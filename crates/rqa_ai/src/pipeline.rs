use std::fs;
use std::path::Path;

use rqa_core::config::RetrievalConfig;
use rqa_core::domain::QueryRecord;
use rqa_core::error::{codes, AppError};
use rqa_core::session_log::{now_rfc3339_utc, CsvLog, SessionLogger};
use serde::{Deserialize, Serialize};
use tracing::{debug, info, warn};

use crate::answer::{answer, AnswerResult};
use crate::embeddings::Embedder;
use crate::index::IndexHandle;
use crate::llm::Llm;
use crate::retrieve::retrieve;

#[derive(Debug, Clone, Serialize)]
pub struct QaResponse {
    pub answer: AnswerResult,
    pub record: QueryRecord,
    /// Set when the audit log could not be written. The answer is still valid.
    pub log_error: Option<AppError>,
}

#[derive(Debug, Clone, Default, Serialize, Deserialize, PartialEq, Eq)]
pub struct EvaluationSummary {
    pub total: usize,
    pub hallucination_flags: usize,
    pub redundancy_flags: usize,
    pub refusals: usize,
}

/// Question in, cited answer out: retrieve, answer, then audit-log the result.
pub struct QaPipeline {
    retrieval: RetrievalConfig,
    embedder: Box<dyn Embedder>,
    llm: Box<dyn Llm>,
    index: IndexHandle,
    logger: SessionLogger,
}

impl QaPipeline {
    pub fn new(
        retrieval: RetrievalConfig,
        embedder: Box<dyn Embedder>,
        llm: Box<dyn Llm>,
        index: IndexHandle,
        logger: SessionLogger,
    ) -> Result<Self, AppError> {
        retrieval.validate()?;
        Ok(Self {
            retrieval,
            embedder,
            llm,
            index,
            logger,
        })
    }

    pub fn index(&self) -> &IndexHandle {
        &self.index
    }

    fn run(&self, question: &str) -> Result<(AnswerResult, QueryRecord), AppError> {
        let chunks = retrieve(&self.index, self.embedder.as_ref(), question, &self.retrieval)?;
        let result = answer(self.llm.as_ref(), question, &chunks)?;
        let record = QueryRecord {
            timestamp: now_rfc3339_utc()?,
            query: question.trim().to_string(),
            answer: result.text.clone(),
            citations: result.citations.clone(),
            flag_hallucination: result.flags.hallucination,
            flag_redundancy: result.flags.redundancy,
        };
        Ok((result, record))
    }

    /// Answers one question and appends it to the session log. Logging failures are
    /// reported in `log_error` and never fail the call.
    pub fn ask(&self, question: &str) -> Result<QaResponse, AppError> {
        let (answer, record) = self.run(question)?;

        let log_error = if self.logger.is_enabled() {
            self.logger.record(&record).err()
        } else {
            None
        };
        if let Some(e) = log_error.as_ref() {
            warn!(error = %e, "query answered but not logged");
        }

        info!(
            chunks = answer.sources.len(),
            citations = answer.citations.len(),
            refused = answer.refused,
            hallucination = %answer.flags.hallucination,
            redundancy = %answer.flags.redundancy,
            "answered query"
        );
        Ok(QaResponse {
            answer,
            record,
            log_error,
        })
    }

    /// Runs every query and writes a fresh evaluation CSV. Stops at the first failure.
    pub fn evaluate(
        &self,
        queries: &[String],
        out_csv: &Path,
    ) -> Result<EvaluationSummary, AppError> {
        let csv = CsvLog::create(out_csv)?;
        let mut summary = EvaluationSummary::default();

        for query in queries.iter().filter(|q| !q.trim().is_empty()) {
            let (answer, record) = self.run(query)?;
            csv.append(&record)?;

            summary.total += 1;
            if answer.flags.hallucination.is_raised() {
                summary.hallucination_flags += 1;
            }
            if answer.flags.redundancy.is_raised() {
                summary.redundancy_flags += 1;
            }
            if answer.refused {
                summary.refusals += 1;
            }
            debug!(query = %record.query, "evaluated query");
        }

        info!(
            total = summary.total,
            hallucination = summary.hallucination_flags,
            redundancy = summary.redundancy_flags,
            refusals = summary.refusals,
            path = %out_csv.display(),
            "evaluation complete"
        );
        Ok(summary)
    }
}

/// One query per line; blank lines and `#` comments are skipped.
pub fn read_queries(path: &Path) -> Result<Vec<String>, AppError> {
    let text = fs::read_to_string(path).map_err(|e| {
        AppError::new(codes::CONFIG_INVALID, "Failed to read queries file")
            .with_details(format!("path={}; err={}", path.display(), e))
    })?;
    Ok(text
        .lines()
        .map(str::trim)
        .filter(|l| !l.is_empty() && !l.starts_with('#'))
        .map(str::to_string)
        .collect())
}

....

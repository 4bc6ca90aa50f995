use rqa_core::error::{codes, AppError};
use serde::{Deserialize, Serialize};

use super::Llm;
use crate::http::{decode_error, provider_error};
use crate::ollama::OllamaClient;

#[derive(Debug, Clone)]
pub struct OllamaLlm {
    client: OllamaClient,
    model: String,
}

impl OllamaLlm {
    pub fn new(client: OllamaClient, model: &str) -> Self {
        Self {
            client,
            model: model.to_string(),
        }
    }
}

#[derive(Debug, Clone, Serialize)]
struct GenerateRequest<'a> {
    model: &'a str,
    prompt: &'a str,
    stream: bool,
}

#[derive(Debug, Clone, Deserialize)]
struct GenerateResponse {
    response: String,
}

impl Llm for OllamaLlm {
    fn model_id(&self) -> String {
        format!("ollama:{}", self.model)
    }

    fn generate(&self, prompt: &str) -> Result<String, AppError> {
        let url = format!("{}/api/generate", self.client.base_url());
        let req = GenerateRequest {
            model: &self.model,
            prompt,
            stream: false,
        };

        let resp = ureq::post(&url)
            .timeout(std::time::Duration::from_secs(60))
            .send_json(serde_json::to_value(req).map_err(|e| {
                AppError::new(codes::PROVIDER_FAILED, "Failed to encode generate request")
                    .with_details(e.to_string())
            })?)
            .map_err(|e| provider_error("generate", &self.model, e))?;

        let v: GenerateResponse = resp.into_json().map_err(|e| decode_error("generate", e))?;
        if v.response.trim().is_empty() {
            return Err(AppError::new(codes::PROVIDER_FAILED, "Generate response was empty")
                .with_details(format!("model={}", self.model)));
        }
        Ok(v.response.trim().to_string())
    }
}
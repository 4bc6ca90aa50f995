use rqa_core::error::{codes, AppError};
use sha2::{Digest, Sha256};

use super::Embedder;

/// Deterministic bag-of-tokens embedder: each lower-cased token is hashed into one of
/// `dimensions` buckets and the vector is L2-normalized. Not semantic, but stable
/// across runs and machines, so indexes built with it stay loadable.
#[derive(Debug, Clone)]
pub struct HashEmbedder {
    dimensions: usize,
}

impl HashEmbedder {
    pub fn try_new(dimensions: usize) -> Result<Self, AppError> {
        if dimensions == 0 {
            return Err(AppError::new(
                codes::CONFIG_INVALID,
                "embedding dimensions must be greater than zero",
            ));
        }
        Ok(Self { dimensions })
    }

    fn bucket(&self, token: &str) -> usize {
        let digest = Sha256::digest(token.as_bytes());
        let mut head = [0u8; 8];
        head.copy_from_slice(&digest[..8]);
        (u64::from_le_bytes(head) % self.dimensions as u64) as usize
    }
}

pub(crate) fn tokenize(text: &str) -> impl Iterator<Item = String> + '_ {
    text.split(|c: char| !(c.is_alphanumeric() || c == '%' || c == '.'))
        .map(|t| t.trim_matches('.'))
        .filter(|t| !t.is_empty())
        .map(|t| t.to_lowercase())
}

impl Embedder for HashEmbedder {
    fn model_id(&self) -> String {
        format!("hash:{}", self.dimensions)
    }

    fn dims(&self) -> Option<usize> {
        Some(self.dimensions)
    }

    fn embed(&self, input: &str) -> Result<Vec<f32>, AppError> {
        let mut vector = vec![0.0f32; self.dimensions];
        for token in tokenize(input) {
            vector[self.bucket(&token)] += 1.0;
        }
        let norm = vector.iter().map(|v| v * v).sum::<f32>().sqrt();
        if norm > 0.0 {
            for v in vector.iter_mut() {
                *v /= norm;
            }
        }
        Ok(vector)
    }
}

....

→ YOUR TASK
One stretch of the lines above is wanted, from the line that contains "summary.total += 1;" through the line that contains "comments are skipped.". Output it exactly.

→ PROBLEM SOLUTION
            summary.total += 1;
            if answer.flags.hallucination.is_raised() {
                summary.hallucination_flags += 1;
            }
            if answer.flags.redundancy.is_raised() {
                summary.redundancy_flags += 1;
            }
            if answer.refused {
                summary.refusals += 1;
            }
            debug!(query = %record.query, "evaluated query");
        }

        info!(
            total = summary.total,
            hallucination = summary.hallucination_flags,
            redundancy = summary.redundancy_flags,
            refusals = summary.refusals,
            path = %out_csv.display(),
            "evaluation complete"
        );
        Ok(summary)
    }
}

/// One query per line; blank lines and `#` comments are skipped.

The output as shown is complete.